Could you write out the lines below exactly, beginning with the first and finishing with the one that contains "insets.validate(source)?;"?

Data provided:

/---

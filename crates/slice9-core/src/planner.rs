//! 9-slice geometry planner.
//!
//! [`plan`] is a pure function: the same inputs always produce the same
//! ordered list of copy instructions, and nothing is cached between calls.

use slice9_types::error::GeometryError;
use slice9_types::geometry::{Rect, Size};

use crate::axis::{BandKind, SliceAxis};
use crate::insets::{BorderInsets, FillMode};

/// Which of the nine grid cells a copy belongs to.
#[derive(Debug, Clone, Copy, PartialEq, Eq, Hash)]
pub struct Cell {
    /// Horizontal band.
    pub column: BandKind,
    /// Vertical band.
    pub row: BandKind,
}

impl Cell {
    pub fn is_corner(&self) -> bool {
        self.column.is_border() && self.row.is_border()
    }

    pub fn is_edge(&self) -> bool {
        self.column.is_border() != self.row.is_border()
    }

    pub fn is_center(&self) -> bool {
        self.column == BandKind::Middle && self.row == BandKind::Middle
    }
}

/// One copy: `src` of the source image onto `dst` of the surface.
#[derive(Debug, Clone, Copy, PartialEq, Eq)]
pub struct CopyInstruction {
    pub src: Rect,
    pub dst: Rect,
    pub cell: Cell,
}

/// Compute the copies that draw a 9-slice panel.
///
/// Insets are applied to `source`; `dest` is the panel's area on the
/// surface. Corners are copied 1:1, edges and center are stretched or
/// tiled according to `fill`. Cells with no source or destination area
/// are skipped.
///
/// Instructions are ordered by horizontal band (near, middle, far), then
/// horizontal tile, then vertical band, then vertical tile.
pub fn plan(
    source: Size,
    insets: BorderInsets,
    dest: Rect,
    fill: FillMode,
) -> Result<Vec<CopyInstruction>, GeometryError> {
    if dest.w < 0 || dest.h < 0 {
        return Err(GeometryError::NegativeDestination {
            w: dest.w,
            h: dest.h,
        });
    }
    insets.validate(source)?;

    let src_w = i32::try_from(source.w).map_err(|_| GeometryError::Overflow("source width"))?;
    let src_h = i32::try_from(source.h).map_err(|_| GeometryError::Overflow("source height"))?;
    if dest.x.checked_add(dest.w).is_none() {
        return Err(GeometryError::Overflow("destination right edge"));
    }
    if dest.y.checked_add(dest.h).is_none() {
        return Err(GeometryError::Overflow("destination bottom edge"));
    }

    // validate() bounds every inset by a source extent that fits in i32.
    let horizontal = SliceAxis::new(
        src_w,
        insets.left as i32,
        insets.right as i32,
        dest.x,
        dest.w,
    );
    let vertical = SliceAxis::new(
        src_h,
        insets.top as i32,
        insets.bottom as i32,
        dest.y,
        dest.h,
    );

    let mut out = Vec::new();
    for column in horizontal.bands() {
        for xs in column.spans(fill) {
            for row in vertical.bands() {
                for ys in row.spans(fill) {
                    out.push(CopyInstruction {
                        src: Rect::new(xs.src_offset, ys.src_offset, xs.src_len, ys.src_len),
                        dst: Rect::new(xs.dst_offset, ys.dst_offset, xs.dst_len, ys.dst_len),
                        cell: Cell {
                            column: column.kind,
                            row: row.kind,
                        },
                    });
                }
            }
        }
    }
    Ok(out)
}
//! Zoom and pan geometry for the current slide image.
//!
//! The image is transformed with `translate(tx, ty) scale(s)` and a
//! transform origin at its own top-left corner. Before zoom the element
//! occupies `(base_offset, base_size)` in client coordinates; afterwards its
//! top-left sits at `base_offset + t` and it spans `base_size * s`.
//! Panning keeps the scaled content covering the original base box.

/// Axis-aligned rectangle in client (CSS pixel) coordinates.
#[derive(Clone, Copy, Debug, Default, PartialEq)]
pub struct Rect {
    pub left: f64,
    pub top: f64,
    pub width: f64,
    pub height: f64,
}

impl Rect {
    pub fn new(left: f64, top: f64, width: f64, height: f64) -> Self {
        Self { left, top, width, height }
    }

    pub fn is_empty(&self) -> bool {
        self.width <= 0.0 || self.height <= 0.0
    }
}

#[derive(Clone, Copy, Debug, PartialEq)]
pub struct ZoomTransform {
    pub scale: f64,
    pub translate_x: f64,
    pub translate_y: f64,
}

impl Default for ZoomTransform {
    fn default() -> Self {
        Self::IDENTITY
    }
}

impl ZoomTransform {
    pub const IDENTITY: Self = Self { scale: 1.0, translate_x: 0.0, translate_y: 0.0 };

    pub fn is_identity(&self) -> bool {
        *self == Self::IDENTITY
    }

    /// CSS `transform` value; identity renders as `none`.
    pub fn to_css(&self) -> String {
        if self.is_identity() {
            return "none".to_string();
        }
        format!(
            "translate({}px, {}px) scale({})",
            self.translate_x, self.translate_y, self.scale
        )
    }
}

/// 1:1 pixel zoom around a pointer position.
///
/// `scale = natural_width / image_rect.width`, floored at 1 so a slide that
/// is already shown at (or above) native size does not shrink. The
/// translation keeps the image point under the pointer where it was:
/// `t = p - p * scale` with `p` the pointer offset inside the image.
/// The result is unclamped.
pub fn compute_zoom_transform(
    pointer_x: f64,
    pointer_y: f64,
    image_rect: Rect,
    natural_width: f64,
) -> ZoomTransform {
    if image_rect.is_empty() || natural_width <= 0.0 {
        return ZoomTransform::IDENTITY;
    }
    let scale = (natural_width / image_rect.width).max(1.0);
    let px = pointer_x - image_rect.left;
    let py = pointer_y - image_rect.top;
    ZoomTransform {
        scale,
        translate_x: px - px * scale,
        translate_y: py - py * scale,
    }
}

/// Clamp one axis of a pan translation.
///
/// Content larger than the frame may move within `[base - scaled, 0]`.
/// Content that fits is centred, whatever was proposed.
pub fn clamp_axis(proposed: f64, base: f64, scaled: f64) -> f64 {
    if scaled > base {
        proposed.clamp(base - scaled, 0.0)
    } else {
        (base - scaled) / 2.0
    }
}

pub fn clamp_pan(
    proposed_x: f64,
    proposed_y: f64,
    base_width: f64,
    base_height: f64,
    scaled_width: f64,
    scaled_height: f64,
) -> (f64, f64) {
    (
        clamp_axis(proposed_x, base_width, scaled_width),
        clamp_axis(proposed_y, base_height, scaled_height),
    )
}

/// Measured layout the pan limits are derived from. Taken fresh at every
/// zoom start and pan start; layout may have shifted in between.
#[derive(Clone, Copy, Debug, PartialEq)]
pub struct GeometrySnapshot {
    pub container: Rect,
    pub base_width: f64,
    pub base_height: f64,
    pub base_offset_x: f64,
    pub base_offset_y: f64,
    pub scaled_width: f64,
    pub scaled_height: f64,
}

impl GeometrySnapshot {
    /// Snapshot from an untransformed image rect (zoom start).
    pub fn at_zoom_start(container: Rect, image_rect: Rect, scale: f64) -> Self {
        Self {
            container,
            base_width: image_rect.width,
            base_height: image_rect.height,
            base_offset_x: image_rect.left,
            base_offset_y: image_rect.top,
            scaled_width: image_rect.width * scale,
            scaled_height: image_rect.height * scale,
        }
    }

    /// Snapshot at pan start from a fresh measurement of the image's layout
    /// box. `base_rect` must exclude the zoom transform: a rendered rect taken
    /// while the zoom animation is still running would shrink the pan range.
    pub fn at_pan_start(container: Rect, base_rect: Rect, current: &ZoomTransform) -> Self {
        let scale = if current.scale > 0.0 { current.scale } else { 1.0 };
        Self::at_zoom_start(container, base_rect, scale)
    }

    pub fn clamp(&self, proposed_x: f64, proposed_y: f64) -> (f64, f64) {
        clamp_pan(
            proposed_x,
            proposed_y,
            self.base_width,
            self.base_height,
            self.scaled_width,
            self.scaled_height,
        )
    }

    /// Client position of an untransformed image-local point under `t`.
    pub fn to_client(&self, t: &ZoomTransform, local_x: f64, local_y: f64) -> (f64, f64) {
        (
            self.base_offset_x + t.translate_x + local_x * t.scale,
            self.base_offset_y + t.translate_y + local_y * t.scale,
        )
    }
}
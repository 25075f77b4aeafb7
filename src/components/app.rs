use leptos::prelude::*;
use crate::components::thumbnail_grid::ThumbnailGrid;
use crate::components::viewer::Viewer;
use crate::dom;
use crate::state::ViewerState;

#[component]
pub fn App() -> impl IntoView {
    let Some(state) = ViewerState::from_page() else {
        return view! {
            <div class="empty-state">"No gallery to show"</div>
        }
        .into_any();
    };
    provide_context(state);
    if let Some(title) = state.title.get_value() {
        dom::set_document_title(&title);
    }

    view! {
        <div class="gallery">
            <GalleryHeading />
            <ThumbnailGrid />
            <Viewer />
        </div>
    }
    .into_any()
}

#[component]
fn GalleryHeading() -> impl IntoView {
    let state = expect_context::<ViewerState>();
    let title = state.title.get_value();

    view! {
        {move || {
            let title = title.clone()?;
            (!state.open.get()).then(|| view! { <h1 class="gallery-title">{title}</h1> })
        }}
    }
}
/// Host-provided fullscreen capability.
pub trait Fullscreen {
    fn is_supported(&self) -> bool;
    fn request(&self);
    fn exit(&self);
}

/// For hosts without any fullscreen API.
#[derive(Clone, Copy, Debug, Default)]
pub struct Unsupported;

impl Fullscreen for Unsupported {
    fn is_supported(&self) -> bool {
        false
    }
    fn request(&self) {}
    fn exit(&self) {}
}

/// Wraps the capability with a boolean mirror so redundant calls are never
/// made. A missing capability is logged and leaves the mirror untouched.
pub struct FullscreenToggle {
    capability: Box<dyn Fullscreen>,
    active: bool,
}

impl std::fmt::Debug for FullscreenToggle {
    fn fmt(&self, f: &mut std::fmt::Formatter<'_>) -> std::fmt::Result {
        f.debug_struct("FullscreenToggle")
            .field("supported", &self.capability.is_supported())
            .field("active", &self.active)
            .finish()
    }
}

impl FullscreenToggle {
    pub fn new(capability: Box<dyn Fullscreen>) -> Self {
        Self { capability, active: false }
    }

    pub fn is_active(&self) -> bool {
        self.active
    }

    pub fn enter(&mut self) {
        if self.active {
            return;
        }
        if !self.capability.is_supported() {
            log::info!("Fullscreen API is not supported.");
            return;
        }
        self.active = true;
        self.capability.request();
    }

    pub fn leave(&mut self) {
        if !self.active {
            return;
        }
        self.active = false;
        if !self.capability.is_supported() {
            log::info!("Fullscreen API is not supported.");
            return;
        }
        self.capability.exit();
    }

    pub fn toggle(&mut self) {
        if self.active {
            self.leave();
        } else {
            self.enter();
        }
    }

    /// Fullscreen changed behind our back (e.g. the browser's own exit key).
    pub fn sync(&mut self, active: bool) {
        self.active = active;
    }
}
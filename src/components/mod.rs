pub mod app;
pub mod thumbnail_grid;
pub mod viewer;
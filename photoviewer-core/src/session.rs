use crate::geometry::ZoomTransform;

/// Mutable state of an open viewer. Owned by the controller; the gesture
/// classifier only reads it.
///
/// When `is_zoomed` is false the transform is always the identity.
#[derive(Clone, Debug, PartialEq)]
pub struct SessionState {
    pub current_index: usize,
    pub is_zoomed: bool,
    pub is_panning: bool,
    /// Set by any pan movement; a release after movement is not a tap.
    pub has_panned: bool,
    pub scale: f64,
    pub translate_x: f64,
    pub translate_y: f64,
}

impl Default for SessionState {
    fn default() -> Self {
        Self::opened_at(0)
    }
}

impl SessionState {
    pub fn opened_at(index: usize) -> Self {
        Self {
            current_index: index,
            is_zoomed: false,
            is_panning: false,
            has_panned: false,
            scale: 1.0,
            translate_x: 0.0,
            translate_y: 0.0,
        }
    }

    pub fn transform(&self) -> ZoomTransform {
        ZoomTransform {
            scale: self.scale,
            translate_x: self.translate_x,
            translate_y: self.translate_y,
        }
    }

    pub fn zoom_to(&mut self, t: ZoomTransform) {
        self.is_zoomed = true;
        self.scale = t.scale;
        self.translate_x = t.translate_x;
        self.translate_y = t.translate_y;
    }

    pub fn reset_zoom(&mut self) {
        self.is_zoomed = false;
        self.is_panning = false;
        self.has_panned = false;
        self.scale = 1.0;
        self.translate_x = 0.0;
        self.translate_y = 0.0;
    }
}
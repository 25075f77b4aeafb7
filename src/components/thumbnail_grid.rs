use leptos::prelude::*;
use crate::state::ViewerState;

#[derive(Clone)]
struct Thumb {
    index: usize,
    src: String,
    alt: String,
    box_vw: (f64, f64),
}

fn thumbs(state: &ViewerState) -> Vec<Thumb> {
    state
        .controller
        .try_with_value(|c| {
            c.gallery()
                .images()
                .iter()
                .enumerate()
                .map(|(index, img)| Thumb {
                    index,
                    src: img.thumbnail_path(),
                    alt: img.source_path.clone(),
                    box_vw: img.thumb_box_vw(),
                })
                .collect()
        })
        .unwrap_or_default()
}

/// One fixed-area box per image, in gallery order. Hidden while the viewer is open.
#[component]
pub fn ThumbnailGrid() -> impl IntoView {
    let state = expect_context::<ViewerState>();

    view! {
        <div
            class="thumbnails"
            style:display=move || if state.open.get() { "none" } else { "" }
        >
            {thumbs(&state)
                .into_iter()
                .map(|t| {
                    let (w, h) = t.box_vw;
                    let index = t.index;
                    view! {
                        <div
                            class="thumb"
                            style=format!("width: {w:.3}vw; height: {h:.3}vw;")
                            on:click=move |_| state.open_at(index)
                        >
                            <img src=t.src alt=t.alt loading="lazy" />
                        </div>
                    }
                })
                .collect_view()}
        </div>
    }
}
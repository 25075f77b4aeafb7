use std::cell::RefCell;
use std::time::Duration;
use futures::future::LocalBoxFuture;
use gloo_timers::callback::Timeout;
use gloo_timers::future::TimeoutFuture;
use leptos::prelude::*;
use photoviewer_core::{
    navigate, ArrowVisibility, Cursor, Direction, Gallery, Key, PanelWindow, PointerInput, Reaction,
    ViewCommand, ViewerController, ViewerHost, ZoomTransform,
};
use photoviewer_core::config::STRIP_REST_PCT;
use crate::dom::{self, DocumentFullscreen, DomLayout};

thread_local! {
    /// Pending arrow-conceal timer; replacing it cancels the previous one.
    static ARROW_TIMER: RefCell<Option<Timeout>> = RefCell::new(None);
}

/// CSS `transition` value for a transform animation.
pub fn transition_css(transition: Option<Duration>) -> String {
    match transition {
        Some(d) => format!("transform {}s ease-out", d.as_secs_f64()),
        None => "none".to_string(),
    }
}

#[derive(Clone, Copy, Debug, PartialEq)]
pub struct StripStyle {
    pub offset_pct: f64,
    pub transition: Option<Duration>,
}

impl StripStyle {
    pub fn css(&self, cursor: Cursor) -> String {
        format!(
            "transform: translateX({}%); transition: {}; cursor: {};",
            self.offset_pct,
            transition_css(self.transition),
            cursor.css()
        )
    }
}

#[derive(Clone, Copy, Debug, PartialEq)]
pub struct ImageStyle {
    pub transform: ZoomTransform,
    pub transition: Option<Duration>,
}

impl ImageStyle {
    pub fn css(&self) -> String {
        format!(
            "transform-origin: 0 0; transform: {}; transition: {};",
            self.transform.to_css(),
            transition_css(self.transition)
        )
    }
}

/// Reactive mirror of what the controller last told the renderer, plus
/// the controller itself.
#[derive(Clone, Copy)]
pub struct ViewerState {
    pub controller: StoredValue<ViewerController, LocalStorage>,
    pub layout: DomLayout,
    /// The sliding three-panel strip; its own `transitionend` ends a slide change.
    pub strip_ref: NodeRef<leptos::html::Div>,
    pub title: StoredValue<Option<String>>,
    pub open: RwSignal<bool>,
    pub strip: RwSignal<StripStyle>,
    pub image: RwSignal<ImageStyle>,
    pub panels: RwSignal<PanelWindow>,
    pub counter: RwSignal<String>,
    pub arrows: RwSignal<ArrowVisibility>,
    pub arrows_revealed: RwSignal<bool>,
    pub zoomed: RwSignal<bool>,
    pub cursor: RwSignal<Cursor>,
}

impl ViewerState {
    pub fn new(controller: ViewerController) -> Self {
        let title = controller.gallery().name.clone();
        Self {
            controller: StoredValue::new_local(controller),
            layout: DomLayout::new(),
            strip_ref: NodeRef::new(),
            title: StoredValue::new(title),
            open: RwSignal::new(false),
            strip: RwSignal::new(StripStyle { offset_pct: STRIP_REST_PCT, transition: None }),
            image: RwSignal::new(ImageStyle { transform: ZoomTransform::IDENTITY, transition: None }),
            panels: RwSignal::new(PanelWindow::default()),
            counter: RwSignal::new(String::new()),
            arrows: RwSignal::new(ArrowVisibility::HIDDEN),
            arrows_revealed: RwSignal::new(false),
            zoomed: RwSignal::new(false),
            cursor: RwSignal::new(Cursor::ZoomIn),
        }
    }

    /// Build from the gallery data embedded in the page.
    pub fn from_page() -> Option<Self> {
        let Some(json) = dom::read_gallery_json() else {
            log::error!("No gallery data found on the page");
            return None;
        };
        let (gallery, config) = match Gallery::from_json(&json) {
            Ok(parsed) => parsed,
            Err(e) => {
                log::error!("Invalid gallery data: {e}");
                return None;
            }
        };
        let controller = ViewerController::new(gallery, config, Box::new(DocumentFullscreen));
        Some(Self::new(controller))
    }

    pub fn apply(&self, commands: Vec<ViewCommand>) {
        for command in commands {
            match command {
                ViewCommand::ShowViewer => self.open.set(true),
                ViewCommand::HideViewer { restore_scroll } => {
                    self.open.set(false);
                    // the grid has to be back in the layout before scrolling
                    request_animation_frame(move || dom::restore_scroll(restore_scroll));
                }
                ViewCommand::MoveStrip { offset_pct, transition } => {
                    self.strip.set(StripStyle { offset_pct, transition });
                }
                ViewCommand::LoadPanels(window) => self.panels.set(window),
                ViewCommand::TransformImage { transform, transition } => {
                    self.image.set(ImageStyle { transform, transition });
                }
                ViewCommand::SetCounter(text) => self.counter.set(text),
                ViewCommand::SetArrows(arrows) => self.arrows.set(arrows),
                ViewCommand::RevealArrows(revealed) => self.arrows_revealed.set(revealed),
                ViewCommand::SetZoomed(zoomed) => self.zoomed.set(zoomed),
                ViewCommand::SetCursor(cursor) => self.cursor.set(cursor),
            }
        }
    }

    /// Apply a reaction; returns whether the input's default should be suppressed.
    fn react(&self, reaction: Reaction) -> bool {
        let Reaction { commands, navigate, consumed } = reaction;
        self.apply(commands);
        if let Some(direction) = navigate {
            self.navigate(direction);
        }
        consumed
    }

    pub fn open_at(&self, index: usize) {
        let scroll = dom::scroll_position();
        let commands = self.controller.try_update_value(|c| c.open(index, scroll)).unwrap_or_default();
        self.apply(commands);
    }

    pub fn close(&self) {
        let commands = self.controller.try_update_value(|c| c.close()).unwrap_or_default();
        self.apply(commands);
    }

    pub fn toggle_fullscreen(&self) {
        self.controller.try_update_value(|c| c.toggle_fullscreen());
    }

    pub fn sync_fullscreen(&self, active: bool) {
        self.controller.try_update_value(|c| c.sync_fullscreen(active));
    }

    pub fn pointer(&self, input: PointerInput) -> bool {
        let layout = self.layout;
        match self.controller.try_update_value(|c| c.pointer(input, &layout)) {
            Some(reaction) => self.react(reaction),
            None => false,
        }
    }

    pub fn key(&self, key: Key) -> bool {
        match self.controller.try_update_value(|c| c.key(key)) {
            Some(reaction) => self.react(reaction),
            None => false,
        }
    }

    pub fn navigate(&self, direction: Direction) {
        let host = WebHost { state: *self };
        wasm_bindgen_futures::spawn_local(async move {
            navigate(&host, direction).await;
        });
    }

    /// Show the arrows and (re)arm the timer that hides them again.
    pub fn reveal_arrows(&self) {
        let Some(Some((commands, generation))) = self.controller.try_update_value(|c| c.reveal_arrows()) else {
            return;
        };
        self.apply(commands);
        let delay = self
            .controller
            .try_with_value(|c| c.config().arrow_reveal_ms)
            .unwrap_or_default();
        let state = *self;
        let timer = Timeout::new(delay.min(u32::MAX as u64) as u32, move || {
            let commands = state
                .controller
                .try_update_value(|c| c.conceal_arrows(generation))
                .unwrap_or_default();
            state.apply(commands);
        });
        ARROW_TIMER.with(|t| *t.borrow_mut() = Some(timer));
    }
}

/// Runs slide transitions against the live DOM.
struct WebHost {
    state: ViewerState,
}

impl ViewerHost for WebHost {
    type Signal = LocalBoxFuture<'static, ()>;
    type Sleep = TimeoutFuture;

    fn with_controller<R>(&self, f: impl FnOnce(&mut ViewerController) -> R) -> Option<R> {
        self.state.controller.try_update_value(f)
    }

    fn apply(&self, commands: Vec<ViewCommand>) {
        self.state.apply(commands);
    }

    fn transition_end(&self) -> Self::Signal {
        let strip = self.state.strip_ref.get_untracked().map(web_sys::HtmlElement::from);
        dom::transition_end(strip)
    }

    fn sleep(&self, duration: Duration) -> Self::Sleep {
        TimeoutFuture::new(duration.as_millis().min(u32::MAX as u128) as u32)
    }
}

\---

Solution:
filename crates/slice9-core/src/planner.rs
//! 9-slice geometry planner.
//!
//! [`plan`] is a pure function: the same inputs always produce the same
//! ordered list of copy instructions, and nothing is cached between calls.

use slice9_types::error::GeometryError;
use slice9_types::geometry::{Rect, Size};

use crate::axis::{BandKind, SliceAxis};
use crate::insets::{BorderInsets, FillMode};

/// Which of the nine grid cells a copy belongs to.
#[derive(Debug, Clone, Copy, PartialEq, Eq, Hash)]
pub struct Cell {
    /// Horizontal band.
    pub column: BandKind,
    /// Vertical band.
    pub row: BandKind,
}

impl Cell {
    pub fn is_corner(&self) -> bool {
        self.column.is_border() && self.row.is_border()
    }

    pub fn is_edge(&self) -> bool {
        self.column.is_border() != self.row.is_border()
    }

    pub fn is_center(&self) -> bool {
        self.column == BandKind::Middle && self.row == BandKind::Middle
    }
}

/// One copy: `src` of the source image onto `dst` of the surface.
#[derive(Debug, Clone, Copy, PartialEq, Eq)]
pub struct CopyInstruction {
    pub src: Rect,
    pub dst: Rect,
    pub cell: Cell,
}

/// Compute the copies that draw a 9-slice panel.
///
/// Insets are applied to `source`; `dest` is the panel's area on the
/// surface. Corners are copied 1:1, edges and center are stretched or
/// tiled according to `fill`. Cells with no source or destination area
/// are skipped.
///
/// Instructions are ordered by horizontal band (near, middle, far), then
/// horizontal tile, then vertical band, then vertical tile.
pub fn plan(
    source: Size,
    insets: BorderInsets,
    dest: Rect,
    fill: FillMode,
) -> Result<Vec<CopyInstruction>, GeometryError> {
    if dest.w < 0 || dest.h < 0 {
        return Err(GeometryError::NegativeDestination {
            w: dest.w,
            h: dest.h,
        });
    }
    insets.validate(source)?;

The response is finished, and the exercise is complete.